::: EXTRACTED INFORMATION :::
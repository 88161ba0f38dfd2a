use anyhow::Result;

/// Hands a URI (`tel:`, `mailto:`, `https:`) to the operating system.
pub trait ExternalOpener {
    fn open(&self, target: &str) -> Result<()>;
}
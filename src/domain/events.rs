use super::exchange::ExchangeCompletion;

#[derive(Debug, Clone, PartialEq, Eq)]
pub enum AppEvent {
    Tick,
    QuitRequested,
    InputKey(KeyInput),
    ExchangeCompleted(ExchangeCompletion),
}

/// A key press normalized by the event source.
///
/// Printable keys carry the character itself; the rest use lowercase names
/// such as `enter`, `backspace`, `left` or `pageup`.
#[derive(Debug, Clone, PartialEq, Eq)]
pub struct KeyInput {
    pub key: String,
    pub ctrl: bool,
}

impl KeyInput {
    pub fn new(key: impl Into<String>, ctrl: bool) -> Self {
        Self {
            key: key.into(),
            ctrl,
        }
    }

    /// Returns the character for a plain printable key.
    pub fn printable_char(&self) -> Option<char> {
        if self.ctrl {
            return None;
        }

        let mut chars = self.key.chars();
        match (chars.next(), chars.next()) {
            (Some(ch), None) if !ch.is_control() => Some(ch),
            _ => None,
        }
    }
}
:::
::: EXTRACTED INFORMATION :::
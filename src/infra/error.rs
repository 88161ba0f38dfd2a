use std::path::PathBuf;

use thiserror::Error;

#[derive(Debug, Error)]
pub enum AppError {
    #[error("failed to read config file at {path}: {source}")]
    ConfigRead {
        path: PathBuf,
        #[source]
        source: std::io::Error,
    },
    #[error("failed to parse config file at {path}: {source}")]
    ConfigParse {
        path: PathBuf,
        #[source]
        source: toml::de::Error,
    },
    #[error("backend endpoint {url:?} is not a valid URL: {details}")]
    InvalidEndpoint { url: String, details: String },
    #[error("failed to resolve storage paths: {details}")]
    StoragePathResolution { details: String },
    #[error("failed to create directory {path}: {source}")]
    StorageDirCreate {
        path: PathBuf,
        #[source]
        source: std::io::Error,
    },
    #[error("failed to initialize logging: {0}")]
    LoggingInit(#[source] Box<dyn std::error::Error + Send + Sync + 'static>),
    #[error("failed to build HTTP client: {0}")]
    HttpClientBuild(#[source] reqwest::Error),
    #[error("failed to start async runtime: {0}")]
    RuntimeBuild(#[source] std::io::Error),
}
:::
::: EXTRACTED INFORMATION :::
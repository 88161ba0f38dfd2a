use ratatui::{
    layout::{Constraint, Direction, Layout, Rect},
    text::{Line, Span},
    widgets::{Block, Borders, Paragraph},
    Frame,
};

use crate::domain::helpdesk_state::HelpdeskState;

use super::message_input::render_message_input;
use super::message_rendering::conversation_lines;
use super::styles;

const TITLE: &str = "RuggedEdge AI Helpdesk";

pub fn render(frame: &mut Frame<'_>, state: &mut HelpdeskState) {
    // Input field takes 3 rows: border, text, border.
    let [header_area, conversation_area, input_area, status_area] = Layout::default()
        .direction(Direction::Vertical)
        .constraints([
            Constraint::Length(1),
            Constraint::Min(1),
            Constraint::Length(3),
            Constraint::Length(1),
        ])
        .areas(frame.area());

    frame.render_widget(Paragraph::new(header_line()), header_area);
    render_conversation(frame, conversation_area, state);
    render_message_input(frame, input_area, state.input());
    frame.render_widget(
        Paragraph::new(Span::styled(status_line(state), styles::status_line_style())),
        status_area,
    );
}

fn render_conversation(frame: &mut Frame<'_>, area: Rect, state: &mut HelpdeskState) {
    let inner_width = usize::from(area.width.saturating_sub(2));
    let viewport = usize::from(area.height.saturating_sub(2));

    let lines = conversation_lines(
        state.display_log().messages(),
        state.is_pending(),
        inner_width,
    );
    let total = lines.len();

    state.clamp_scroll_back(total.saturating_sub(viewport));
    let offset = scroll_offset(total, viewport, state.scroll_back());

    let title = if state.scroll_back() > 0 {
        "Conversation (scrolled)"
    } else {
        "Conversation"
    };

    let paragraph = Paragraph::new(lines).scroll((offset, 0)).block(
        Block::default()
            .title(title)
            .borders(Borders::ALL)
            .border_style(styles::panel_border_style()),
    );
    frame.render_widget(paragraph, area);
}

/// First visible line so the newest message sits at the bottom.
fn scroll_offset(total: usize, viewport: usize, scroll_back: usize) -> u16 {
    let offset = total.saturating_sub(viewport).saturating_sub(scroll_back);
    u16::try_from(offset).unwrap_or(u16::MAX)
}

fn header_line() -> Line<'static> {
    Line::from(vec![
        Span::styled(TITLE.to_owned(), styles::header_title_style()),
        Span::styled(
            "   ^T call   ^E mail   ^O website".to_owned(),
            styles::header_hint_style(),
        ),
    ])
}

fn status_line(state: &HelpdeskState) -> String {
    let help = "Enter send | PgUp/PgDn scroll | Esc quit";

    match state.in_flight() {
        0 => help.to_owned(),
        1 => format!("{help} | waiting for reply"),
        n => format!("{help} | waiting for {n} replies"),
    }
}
:::
#### ACTION ITEM:
What lines in the listing contain "Result"? Copy them all.

#### ANSWER TO THE PROBLEM:
use anyhow::Result;
    fn open(&self, target: &str) -> Result<()>;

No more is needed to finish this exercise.